Determine how many lines in the entries below include the word "copy", and reply with that number alone.

Records excerpted from a collection
= Beginning of Section =

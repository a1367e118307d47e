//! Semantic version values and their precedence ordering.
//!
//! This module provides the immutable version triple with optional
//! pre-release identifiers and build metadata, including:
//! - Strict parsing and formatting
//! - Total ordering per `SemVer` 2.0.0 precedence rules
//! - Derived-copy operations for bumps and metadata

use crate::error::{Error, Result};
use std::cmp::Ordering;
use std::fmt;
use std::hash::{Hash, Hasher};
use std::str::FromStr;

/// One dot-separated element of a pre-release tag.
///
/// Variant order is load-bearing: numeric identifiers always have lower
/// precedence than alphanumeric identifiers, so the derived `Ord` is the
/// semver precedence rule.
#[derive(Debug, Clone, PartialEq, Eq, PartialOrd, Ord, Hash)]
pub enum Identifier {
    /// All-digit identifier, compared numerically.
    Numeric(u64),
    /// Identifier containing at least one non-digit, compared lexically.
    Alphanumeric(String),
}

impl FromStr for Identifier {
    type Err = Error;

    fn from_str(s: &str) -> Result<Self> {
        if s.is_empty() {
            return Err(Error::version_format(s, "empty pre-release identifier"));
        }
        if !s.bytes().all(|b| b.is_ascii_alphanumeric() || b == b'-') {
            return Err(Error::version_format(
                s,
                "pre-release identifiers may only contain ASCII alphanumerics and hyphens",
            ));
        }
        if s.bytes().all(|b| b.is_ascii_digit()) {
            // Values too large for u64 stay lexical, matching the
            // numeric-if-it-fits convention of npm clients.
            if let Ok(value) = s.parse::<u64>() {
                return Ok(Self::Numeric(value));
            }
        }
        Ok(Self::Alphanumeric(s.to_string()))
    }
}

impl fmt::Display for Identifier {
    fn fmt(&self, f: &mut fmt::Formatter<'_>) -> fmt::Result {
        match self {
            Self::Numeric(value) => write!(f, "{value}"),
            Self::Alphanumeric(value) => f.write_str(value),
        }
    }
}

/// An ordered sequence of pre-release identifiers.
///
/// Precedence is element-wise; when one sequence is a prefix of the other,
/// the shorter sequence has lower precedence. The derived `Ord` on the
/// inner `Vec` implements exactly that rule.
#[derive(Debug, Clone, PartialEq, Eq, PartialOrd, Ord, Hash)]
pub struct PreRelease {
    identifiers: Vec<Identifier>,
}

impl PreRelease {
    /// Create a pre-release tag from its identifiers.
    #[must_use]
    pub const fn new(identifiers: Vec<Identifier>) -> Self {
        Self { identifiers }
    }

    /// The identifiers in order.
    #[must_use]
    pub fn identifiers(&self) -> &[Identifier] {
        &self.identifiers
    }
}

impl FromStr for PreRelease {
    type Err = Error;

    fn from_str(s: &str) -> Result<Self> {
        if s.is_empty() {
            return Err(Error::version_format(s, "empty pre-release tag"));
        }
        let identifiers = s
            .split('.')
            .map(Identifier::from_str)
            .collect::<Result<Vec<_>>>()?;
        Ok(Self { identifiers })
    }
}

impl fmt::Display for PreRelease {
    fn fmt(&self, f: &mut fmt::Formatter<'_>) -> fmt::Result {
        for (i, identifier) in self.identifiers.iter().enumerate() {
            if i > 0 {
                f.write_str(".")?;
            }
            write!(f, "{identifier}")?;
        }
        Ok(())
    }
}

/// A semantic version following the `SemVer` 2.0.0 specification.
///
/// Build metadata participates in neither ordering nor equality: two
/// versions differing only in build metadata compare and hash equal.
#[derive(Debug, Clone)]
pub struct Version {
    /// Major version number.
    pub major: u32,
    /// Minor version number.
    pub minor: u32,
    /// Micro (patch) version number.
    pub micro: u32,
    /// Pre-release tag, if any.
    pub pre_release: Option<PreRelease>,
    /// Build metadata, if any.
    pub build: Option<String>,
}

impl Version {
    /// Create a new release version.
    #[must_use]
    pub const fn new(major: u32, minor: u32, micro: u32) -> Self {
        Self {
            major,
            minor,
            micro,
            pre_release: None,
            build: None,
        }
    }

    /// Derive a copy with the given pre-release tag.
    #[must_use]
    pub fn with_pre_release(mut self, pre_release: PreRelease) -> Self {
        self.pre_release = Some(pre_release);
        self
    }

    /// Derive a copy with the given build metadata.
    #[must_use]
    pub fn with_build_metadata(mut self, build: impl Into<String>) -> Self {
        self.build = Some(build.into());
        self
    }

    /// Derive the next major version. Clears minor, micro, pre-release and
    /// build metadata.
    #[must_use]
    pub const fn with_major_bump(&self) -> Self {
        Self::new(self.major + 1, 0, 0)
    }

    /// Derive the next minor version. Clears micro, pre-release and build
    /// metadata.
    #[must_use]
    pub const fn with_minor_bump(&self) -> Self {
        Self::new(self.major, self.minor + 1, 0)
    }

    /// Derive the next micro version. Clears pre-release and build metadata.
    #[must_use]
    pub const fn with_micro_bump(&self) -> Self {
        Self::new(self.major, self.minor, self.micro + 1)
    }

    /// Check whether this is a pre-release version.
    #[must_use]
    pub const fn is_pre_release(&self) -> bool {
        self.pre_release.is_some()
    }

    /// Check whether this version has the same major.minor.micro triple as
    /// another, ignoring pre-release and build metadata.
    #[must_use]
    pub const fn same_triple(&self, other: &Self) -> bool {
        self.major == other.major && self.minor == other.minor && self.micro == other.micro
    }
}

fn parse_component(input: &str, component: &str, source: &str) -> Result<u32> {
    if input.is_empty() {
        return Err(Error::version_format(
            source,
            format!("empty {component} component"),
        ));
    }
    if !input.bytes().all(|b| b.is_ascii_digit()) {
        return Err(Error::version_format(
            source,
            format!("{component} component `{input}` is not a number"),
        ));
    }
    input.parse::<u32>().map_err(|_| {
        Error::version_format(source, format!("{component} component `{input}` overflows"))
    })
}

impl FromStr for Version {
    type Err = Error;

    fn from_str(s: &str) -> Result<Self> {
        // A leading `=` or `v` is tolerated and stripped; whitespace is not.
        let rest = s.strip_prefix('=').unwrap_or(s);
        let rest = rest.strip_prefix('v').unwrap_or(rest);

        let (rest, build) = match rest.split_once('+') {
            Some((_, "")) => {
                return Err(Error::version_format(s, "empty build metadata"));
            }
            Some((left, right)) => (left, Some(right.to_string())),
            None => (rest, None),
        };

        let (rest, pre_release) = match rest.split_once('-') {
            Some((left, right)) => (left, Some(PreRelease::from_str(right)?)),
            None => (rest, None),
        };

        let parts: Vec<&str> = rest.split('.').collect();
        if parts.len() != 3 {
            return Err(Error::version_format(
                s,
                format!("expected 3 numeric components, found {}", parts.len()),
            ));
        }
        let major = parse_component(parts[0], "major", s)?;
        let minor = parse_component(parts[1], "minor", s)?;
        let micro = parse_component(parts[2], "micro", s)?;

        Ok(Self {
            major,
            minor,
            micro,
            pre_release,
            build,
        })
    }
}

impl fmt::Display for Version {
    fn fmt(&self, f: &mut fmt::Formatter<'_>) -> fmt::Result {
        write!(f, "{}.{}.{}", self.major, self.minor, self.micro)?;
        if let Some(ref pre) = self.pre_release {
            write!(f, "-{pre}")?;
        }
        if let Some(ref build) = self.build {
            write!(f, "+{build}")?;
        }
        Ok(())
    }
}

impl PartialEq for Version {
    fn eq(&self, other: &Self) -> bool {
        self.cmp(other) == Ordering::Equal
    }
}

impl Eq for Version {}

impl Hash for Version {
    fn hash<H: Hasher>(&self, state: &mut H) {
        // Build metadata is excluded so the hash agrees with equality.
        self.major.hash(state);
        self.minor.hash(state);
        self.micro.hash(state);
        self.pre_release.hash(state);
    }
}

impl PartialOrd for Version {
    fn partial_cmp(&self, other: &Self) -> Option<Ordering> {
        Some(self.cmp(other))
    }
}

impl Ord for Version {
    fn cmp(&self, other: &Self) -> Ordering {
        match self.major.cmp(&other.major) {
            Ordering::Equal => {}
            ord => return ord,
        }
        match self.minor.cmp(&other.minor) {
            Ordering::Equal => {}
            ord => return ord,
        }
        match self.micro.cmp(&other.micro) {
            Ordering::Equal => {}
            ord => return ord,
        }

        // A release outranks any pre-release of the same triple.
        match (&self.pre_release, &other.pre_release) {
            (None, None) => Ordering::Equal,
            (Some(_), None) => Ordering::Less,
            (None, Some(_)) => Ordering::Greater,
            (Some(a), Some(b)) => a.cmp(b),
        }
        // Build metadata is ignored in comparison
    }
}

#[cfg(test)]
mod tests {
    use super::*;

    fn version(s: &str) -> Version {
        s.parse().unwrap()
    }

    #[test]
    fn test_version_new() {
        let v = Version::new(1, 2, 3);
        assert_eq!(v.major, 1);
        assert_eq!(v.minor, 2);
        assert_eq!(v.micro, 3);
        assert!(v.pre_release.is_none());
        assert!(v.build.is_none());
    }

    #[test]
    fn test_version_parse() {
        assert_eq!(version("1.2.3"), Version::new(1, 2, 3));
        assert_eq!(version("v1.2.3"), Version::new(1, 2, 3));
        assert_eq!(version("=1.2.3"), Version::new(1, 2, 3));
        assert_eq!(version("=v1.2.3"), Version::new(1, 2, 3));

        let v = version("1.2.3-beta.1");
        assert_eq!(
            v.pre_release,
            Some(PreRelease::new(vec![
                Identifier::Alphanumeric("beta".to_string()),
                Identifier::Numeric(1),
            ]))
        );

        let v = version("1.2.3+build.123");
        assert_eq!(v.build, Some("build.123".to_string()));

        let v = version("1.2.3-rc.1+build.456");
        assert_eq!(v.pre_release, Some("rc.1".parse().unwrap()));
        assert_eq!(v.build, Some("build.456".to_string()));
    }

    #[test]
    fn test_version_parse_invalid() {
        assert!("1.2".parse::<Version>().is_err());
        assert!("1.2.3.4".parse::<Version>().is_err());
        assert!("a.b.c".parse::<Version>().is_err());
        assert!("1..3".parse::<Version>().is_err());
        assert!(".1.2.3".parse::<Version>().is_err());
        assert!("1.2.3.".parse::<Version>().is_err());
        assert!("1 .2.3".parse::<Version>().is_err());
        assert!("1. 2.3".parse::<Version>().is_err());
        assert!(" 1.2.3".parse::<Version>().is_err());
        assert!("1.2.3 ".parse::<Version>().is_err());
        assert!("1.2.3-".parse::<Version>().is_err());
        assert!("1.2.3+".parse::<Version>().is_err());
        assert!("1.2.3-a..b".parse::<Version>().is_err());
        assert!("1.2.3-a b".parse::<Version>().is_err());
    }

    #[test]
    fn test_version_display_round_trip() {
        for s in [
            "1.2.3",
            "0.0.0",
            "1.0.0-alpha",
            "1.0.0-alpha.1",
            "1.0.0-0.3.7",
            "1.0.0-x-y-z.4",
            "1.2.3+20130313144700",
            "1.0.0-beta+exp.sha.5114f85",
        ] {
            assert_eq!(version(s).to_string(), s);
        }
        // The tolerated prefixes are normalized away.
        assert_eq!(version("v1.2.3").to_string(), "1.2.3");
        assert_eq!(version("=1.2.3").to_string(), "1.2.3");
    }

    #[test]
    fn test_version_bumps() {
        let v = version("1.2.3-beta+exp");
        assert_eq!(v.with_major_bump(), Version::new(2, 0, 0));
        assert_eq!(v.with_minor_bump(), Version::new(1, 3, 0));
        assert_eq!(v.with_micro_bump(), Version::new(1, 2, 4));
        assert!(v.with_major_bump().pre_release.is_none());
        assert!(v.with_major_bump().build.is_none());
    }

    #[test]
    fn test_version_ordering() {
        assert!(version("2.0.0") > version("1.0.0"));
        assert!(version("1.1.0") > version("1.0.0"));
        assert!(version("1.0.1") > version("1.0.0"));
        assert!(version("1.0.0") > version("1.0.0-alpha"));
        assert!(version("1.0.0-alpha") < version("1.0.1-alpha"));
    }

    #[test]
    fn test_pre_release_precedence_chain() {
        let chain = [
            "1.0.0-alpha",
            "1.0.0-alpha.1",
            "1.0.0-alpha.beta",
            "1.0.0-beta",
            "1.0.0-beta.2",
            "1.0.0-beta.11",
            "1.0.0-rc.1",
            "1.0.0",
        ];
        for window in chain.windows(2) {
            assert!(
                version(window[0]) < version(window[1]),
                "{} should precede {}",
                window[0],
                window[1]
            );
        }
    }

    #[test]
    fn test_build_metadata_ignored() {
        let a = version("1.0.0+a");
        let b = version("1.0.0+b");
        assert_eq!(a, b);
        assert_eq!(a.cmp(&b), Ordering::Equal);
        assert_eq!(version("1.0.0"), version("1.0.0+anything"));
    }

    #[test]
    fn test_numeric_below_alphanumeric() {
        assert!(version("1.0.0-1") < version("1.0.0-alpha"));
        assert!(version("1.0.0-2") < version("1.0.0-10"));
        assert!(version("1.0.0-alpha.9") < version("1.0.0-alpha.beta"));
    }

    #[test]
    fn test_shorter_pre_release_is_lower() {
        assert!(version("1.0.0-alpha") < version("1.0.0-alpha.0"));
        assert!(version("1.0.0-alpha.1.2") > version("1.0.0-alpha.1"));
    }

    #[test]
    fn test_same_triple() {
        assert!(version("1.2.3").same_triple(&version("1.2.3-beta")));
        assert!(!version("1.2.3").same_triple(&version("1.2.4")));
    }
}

= End of Section =

SOLVED EXERCISE - 3